> _Problem to work on_:
Going line by line through the data below, how many lines contain the word "const"? Give only the number.

> _Information_:

◇ ◇ ◇ ◇ ◇

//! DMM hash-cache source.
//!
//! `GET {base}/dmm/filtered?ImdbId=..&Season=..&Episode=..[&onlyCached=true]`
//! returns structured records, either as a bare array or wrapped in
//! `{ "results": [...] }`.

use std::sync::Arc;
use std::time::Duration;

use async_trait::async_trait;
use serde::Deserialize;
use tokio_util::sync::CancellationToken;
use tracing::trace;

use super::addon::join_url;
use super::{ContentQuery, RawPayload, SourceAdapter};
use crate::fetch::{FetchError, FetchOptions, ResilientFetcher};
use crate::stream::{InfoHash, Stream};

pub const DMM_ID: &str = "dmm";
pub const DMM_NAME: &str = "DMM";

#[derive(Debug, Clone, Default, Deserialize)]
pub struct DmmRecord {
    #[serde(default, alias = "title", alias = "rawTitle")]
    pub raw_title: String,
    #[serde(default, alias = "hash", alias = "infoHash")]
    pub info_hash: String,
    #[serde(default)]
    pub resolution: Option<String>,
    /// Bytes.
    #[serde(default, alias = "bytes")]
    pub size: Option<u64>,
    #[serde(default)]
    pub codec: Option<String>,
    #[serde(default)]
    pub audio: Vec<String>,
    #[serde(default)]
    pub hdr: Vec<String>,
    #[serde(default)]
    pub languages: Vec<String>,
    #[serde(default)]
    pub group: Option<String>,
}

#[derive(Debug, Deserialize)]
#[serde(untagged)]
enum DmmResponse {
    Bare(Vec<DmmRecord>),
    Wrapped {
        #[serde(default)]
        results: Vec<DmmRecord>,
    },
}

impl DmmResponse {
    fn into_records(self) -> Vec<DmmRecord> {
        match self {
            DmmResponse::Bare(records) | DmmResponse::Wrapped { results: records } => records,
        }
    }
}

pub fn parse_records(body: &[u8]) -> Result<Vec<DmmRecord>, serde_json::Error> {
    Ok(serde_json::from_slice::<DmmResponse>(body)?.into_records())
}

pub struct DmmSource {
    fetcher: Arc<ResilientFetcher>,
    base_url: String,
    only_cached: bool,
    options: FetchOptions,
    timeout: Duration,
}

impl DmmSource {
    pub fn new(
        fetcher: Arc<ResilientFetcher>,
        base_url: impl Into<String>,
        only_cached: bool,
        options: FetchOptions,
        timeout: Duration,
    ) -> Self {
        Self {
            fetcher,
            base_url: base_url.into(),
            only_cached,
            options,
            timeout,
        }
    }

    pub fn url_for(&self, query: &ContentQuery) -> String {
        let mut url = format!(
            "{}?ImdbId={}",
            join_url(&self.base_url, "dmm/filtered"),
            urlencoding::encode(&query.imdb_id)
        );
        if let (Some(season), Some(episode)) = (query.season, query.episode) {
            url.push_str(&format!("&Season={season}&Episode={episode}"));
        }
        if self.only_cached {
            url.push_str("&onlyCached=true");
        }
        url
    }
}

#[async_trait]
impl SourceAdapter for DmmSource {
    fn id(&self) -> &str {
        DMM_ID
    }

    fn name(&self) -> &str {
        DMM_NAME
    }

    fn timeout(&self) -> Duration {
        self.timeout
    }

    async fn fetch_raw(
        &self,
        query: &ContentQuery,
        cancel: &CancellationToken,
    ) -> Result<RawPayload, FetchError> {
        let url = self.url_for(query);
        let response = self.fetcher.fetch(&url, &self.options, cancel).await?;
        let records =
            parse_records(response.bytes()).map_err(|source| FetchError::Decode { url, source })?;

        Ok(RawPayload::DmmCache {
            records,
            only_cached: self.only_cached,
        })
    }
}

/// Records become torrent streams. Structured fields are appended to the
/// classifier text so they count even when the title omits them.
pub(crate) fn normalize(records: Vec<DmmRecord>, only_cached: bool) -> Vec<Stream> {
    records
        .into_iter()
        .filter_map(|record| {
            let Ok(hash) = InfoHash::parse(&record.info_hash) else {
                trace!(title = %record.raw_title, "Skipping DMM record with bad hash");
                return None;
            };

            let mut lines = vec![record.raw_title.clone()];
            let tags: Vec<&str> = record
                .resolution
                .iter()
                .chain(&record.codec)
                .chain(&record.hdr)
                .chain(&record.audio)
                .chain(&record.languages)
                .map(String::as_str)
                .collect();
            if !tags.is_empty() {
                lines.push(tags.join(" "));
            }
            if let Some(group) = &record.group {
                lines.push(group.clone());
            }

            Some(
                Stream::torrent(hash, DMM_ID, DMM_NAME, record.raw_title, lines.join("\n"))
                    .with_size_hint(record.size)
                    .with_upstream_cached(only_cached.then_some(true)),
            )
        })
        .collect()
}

◇ ◇ ◇ ◇ ◇

> _Your response_:
2